▶ _Exercise_: Please output the data exactly, without omitting anything.

--- START ---

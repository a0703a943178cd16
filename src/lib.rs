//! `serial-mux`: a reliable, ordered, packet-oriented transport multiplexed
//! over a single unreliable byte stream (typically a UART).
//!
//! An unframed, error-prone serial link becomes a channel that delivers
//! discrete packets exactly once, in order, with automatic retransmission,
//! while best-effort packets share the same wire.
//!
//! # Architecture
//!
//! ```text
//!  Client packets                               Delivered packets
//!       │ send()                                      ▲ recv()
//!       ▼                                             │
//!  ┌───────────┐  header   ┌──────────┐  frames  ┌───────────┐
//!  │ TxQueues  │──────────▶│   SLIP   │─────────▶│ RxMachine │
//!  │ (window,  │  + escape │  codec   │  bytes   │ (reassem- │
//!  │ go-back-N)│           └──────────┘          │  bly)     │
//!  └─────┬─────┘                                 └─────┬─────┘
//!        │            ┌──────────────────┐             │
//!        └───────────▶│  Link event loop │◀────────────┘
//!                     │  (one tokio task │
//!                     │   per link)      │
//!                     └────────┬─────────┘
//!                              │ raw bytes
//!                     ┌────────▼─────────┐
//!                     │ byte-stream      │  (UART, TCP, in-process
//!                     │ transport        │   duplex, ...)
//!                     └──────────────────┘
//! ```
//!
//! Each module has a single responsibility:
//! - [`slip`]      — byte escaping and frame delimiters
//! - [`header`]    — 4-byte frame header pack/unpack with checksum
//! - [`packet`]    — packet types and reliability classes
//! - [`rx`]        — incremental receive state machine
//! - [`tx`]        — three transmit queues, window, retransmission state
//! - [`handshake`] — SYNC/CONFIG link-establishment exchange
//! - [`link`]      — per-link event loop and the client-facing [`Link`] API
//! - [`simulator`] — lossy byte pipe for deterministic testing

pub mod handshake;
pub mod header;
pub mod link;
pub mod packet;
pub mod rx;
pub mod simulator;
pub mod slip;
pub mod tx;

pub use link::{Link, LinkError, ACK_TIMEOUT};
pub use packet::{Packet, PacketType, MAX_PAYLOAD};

--- END ---

▶ _Exercise output_:
repository a0703a943178cd16
filename src/lib.rs
//! `serial-mux`: a reliable, ordered, packet-oriented transport multiplexed
//! over a single unreliable byte stream (typically a UART).
//!
//! An unframed, error-prone serial link becomes a channel that delivers
//! discrete packets exactly once, in order, with automatic retransmission,
//! while best-effort packets share the same wire.
//!
//! # Architecture
//!
//! ```text
//!  Client packets                               Delivered packets
//!       │ send()                                      ▲ recv()
//!       ▼                                             │
//!  ┌───────────┐  header   ┌──────────┐  frames  ┌───────────┐
//!  │ TxQueues  │──────────▶│   SLIP   │─────────▶│ RxMachine │
//!  │ (window,  │  + escape │  codec   │  bytes   │ (reassem- │
//!  │ go-back-N)│           └──────────┘          │  bly)     │
//!  └─────┬─────┘                                 └─────┬─────┘
//!        │            ┌──────────────────┐             │
//!        └───────────▶│  Link event loop │◀────────────┘
//!                     │  (one tokio task │
//!                     │   per link)      │
//!                     └────────┬─────────┘
//!                              │ raw bytes
//!                     ┌────────▼─────────┐
//!                     │ byte-stream      │  (UART, TCP, in-process
//!                     │ transport        │   duplex, ...)
//!                     └──────────────────┘
//! ```
//!
//! Each module has a single responsibility:
//! - [`slip`]      — byte escaping and frame delimiters
//! - [`header`]    — 4-byte frame header pack/unpack with checksum
//! - [`packet`]    — packet types and reliability classes
//! - [`rx`]        — incremental receive state machine
//! - [`tx`]        — three transmit queues, window, retransmission state
//! - [`handshake`] — SYNC/CONFIG link-establishment exchange
//! - [`link`]      — per-link event loop and the client-facing [`Link`] API
//! - [`simulator`] — lossy byte pipe for deterministic testing

pub mod handshake;
pub mod header;
pub mod link;
pub mod packet;
pub mod rx;
pub mod simulator;
pub mod slip;
pub mod tx;

pub use link::{Link, LinkError, ACK_TIMEOUT};
pub use packet::{Packet, PacketType, MAX_PAYLOAD};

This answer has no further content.